Early last year, the Government relaxed its rental policy for HDB flats, for instance allowing owners to sublet their flats after they have occupied them for 10 years, even if they have an outstanding HDB loan. The previous limit was 15 years.

The introduction of reverse mortgages for HDB flats, recent CPF cuts and the impending GST hike have also hit sentiment, says Mr Leong.

A reverse mortgage typically involves an elderly person pledging his home for a sum, with which he buys an annuity that provides a regular monthly income.

'We are in an abnormal situation. My view is that the lacklustre mood in 80 per cent of the market will filter up and bring down the whole market.'

While the recent property fever benefits from 'hype' over the upcoming integrated resorts, casinos do not create a lot of high-end jobs, he warns.

'So the expected increase in people renting private properties is very minimal. My rich friends who invest in properties know that the property recovery can't be sustained by foreigner buying and by just the high-end segment.'

He adds that the general 'downgrading' in the rest of the property market is not a good sign.

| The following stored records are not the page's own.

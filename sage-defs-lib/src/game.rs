//! A fully loaded game: manifest metadata plus its linked asset catalog.

use std::path::{Path, PathBuf};

use sage_defs_core::{GameSource, RegistryEntry, StreamDescriptor, ThemeColor};

use crate::context::DefinitionContext;
use crate::error::LoadError;
use crate::graph::AssetTypeGraph;
use crate::walker::DefinitionTreeWalker;

/// Id of the definition standing for "no game selected".
pub const NONE_GAME_ID: &str = "None";

/// Folder under a game's documents directory that holds user mods.
const MODS_DIR: &str = "Mods";

/// A game's metadata and asset-type catalog.
#[derive(Debug, Clone)]
pub struct GameDefinition {
    id: String,
    inherit_definitions: Option<String>,
    manifest_version: i16,
    all_types_hash: u32,
    world_builder_version: String,
    theme_color: ThemeColor,
    doc_path: Option<PathBuf>,
    definition_path: Option<PathBuf>,
    base_definition_path: Option<PathBuf>,
    streams: Vec<StreamDescriptor>,
    assets: AssetTypeGraph,
}

impl GameDefinition {
    /// The "no game selected" definition: id `None`, nothing else.
    pub fn none() -> Self {
        Self {
            id: NONE_GAME_ID.to_string(),
            inherit_definitions: None,
            manifest_version: 0,
            all_types_hash: 0,
            world_builder_version: String::new(),
            theme_color: ThemeColor::default(),
            doc_path: None,
            definition_path: None,
            base_definition_path: None,
            streams: Vec::new(),
            assets: AssetTypeGraph::new(),
        }
    }

    /// Load a game from its manifest record.
    ///
    /// The game's own tree (`<tool-root>/Games/<id>`) is merged first, then
    /// the base game's tree minus the files the game overrides, and the
    /// merged catalog is linked once at the end. `status` is called with each
    /// file name before it is parsed; its return value is not acted on.
    ///
    /// `None` yields [`GameDefinition::none`]. A game that is not registered
    /// on this machine loads with no documents path.
    pub fn load<F>(
        source: Option<&GameSource>,
        ctx: &DefinitionContext,
        mut status: F,
    ) -> Result<Self, LoadError>
    where
        F: FnMut(&str) -> bool,
    {
        let Some(game) = source else {
            return Ok(Self::none());
        };

        let doc_path = resolve_doc_path(ctx, &game.registry_entry);
        if doc_path.is_none() {
            log::debug!("no documents folder registered for '{}'", game.id);
        }

        let streams = game.streams.iter().map(StreamDescriptor::from).collect();

        let definition_path = ctx.game_dir(&game.id);
        let mut assets = AssetTypeGraph::new();
        let mut walker = DefinitionTreeWalker::new(ctx.loader(), &mut status);
        let own = walker.walk(&definition_path, &mut assets)?;
        log::debug!(
            "'{}': {} file(s) from {}",
            game.id,
            own.files_loaded,
            definition_path.display()
        );

        let base_definition_path = match game.base_game() {
            Some(base) => {
                let base_path = ctx.game_dir(base);
                let inherited = walker.walk_inherited(&base_path, &definition_path, &mut assets)?;
                log::debug!(
                    "'{}': {} file(s) inherited from '{}', {} overridden",
                    game.id,
                    inherited.files_loaded,
                    base,
                    inherited.files_shadowed
                );
                Some(base_path)
            }
            None => None,
        };

        let links = assets.link();
        log::info!(
            "Loaded '{}': {} asset types, {} game asset types, {} inheritance links",
            game.id,
            assets.asset_types().count(),
            assets.game_asset_types().count(),
            links
        );

        Ok(Self {
            id: game.id.clone(),
            inherit_definitions: game.base_game().map(str::to_string),
            manifest_version: game.manifest_version,
            all_types_hash: game.all_types_hash,
            world_builder_version: game.world_builder_version.clone(),
            theme_color: game.theme_color,
            doc_path,
            definition_path: Some(definition_path),
            base_definition_path,
            streams,
            assets,
        })
    }

    pub fn is_none(&self) -> bool {
        self.definition_path.is_none()
    }

    pub fn id(&self) -> &str {
        &self.id
    }

    /// Id of the base game whose definitions this game inherits.
    pub fn inherit_definitions(&self) -> Option<&str> {
        self.inherit_definitions.as_deref()
    }

    pub fn manifest_version(&self) -> i16 {
        self.manifest_version
    }

    pub fn all_types_hash(&self) -> u32 {
        self.all_types_hash
    }

    pub fn world_builder_version(&self) -> &str {
        &self.world_builder_version
    }

    pub fn theme_color(&self) -> ThemeColor {
        self.theme_color
    }

    /// `<documents>/<registered folder>/Mods`; `None` when the game is not
    /// registered or there is no documents directory.
    pub fn doc_path(&self) -> Option<&Path> {
        self.doc_path.as_deref()
    }

    pub fn definition_path(&self) -> Option<&Path> {
        self.definition_path.as_deref()
    }

    pub fn base_definition_path(&self) -> Option<&Path> {
        self.base_definition_path.as_deref()
    }

    pub fn streams(&self) -> &[StreamDescriptor] {
        &self.streams
    }

    pub fn assets(&self) -> &AssetTypeGraph {
        &self.assets
    }
}

fn resolve_doc_path(ctx: &DefinitionContext, entry: &RegistryEntry) -> Option<PathBuf> {
    if entry.key.is_empty() {
        return None;
    }
    let folder = ctx.resolver().resolve(&entry.key, &entry.value)?;
    let documents = ctx.documents_dir()?;
    Some(documents.join(folder).join(MODS_DIR))
}
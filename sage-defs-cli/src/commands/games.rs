use owo_colors::OwoColorize;
use owo_colors::Stream::Stdout;

use sage_defs_lib::{DefinitionContext, GameCatalog};

use crate::CliError;

/// List every game in the manifest with its inheritance and streams.
pub(crate) fn run_games(ctx: &DefinitionContext) -> Result<(), CliError> {
    let catalog = GameCatalog::load(ctx)?;

    if catalog.games().is_empty() {
        log::info!(
            "{}",
            format!("No games found in {}", ctx.manifest_path().display())
                .if_supports_color(Stdout, |t| t.dimmed()),
        );
        crate::log_blank();
        log::info!("Tip: point --root (or 'sage-defs config set-root') at the folder");
        log::info!("     that contains Games/GameDefinition.xml.");
        return Ok(());
    }

    log::info!(
        "Games in {}:",
        ctx.manifest_path()
            .display()
            .if_supports_color(Stdout, |t| t.cyan()),
    );
    crate::log_blank();

    for game in catalog.games() {
        let inherits = match game.base_game() {
            Some(base) => format!(
                " {}",
                format!("(inherits {base})").if_supports_color(Stdout, |t| t.dimmed())
            ),
            None => String::new(),
        };
        log::info!(
            "  {} [{}]{}",
            game.id.if_supports_color(Stdout, |t| t.bold()),
            game.theme_color
                .to_hex()
                .if_supports_color(Stdout, |t| t.cyan()),
            inherits,
        );
        log::info!(
            "    Manifest version: {}, types hash: {:#010X}",
            game.manifest_version,
            game.all_types_hash
        );
        if !game.world_builder_version.is_empty() {
            log::info!("    WorldBuilder: {}", game.world_builder_version);
        }
        if !game.streams.is_empty() {
            let streams: Vec<&str> = game.streams.iter().map(|s| s.name.as_str()).collect();
            log::info!("    Streams: {}", streams.join(", "));
        }
        let derived: Vec<&str> = catalog
            .derived_from(&game.id)
            .iter()
            .map(|g| g.id.as_str())
            .collect();
        if !derived.is_empty() {
            log::info!("    Inherited by: {}", derived.join(", "));
        }
    }

    Ok(())
}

'Everybody is downgrading nowadays, not upgrading. The HDB is also building more two-room flats, studio flats and three-room flats.'

HDB resale prices will also be affected by the large pool of flats available for rent, he says.

All these factors explain why he is 'neutral' despite the current market hype. 'You have a lot of unknowns.'

There is also no reason for investors to buy property now that investment choices have widened, he adds.

Unlike in the past, there are now more than 10 real estate investment trusts, unit trusts and exchange- traded funds available in Singapore, offering exposure to regional or even global properties.

'There are more choices, so why should I take the risk and (brave the) hassle of buying a physical property?' asks Mr Leong.